**Required work**:
Transcribe each entry. Change nothing.

**Supplied material**:
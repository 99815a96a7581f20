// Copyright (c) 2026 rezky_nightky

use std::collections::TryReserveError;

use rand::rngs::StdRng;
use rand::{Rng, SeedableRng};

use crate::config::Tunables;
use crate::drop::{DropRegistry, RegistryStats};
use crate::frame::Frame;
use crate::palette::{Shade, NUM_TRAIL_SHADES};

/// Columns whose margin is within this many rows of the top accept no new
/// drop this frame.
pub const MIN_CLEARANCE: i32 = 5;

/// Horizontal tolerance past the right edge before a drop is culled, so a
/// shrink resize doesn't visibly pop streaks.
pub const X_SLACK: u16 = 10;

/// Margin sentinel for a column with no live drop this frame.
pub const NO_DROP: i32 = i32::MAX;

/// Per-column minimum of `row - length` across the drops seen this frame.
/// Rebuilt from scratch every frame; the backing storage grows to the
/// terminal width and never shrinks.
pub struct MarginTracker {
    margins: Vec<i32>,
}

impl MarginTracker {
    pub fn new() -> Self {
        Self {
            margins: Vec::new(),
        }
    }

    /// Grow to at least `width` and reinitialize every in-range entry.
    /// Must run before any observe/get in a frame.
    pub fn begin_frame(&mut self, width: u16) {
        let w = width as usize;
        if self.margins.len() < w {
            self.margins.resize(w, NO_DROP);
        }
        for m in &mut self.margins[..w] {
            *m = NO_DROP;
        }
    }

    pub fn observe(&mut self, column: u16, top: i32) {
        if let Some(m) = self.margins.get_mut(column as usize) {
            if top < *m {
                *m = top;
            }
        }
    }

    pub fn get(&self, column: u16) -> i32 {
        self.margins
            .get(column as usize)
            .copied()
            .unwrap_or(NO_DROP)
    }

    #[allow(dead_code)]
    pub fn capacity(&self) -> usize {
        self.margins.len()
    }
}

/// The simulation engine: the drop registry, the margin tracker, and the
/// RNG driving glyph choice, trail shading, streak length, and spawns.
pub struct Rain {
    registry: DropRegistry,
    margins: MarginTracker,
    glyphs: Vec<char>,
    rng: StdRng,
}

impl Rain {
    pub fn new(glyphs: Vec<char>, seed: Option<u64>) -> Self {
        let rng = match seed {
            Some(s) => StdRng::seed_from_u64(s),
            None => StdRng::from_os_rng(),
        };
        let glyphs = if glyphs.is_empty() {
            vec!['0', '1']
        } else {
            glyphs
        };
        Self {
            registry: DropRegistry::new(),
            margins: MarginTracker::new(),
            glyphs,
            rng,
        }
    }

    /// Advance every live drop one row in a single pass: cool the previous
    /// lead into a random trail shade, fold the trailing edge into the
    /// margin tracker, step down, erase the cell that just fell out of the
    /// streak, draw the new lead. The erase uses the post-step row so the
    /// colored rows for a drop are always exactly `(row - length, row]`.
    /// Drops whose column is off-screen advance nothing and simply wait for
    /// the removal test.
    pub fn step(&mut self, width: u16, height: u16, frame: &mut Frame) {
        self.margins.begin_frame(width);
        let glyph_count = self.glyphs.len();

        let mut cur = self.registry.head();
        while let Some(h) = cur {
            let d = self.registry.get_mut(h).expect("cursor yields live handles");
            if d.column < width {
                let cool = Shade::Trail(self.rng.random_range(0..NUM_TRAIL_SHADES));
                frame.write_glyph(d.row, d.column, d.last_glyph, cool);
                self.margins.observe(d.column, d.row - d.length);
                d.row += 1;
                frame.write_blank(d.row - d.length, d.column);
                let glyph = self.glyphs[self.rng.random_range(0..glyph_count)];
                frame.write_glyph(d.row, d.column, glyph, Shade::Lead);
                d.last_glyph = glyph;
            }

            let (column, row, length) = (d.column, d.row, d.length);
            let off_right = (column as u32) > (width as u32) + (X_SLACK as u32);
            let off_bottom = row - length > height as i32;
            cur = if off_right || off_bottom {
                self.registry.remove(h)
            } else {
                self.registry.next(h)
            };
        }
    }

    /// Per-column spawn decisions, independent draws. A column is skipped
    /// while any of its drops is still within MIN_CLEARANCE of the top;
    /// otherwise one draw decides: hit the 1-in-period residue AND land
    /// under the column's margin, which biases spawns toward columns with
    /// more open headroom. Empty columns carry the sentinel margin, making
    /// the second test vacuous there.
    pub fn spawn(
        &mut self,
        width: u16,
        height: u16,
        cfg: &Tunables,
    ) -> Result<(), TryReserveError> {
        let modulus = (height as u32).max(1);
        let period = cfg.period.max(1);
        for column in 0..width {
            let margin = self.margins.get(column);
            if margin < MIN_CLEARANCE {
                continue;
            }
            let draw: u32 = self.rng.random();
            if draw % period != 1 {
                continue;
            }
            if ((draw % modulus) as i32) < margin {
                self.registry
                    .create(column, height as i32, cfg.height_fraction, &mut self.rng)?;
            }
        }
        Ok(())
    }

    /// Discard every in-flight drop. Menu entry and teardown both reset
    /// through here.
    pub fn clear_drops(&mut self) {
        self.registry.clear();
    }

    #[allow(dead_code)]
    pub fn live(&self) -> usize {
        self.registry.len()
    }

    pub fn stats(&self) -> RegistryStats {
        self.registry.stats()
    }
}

**Written answer**:
repository 99815a96a7581f20
// Copyright (c) 2026 rezky_nightky

use std::collections::TryReserveError;

use rand::rngs::StdRng;
use rand::{Rng, SeedableRng};

use crate::config::Tunables;
use crate::drop::{DropRegistry, RegistryStats};
use crate::frame::Frame;
use crate::palette::{Shade, NUM_TRAIL_SHADES};

/// Columns whose margin is within this many rows of the top accept no new
/// drop this frame.
pub const MIN_CLEARANCE: i32 = 5;

/// Horizontal tolerance past the right edge before a drop is culled, so a
/// shrink resize doesn't visibly pop streaks.
pub const X_SLACK: u16 = 10;

/// Margin sentinel for a column with no live drop this frame.
pub const NO_DROP: i32 = i32::MAX;

/// Per-column minimum of `row - length` across the drops seen this frame.
/// Rebuilt from scratch every frame; the backing storage grows to the
/// terminal width and never shrinks.
pub struct MarginTracker {
    margins: Vec<i32>,
}

impl MarginTracker {
    pub fn new() -> Self {
        Self {
            margins: Vec::new(),
        }
    }

    /// Grow to at least `width` and reinitialize every in-range entry.
    /// Must run before any observe/get in a frame.
    pub fn begin_frame(&mut self, width: u16) {
        let w = width as usize;
        if self.margins.len() < w {
            self.margins.resize(w, NO_DROP);
        }
        for m in &mut self.margins[..w] {
            *m = NO_DROP;
        }
    }

    pub fn observe(&mut self, column: u16, top: i32) {
        if let Some(m) = self.margins.get_mut(column as usize) {
            if top < *m {
                *m = top;
            }
        }
    }

    pub fn get(&self, column: u16) -> i32 {
        self.margins
            .get(column as usize)
            .copied()
            .unwrap_or(NO_DROP)
    }

    #[allow(dead_code)]
    pub fn capacity(&self) -> usize {
        self.margins.len()
    }
}

/// The simulation engine: the drop registry, the margin tracker, and the
/// RNG driving glyph choice, trail shading, streak length, and spawns.
pub struct Rain {
    registry: DropRegistry,
    margins: MarginTracker,
    glyphs: Vec<char>,
    rng: StdRng,
}

impl Rain {
    pub fn new(glyphs: Vec<char>, seed: Option<u64>) -> Self {
        let rng = match seed {
            Some(s) => StdRng::seed_from_u64(s),
            None => StdRng::from_os_rng(),
        };
        let glyphs = if glyphs.is_empty() {
            vec!['0', '1']
        } else {
            glyphs
        };
        Self {
            registry: DropRegistry::new(),
            margins: MarginTracker::new(),
            glyphs,
            rng,
        }
    }

    /// Advance every live drop one row in a single pass: cool the previous
    /// lead into a random trail shade, fold the trailing edge into the
    /// margin tracker, step down, erase the cell that just fell out of the
    /// streak, draw the new lead. The erase uses the post-step row so the
    /// colored rows for a drop are always exactly `(row - length, row]`.
    /// Drops whose column is off-screen advance nothing and simply wait for
    /// the removal test.
    pub fn step(&mut self, width: u16, height: u16, frame: &mut Frame) {
        self.margins.begin_frame(width);
        let glyph_count = self.glyphs.len();

        let mut cur = self.registry.head();
        while let Some(h) = cur {
            let d = self.registry.get_mut(h).expect("cursor yields live handles");
            if d.column < width {
                let cool = Shade::Trail(self.rng.random_range(0..NUM_TRAIL_SHADES));
                frame.write_glyph(d.row, d.column, d.last_glyph, cool);
                self.margins.observe(d.column, d.row - d.length);
                d.row += 1;
                frame.write_blank(d.row - d.length, d.column);
                let glyph = self.glyphs[self.rng.random_range(0..glyph_count)];
                frame.write_glyph(d.row, d.column, glyph, Shade::Lead);
                d.last_glyph = glyph;
            }

            let (column, row, length) = (d.column, d.row, d.length);
            let off_right = (column as u32) > (width as u32) + (X_SLACK as u32);
            let off_bottom = row - length > height as i32;
            cur = if off_right || off_bottom {
                self.registry.remove(h)
            } else {
                self.registry.next(h)
            };
        }
    }

    /// Per-column spawn decisions, independent draws. A column is skipped
    /// while any of its drops is still within MIN_CLEARANCE of the top;
    /// otherwise one draw decides: hit the 1-in-period residue AND land
    /// under the column's margin, which biases spawns toward columns with
    /// more open headroom. Empty columns carry the sentinel margin, making
    /// the second test vacuous there.
    pub fn spawn(
        &mut self,
        width: u16,
        height: u16,
        cfg: &Tunables,
    ) -> Result<(), TryReserveError> {
        let modulus = (height as u32).max(1);
        let period = cfg.period.max(1);
        for column in 0..width {
            let margin = self.margins.get(column);
            if margin < MIN_CLEARANCE {
                continue;
            }
            let draw: u32 = self.rng.random();
            if draw % period != 1 {
                continue;
            }
            if ((draw % modulus) as i32) < margin {
                self.registry
                    .create(column, height as i32, cfg.height_fraction, &mut self.rng)?;
            }
        }
        Ok(())
    }

    /// Discard every in-flight drop. Menu entry and teardown both reset
    /// through here.
    pub fn clear_drops(&mut self) {
        self.registry.clear();
    }

    #[allow(dead_code)]
    pub fn live(&self) -> usize {
        self.registry.len()
    }

    pub fn stats(&self) -> RegistryStats {
        self.registry.stats()
    }
}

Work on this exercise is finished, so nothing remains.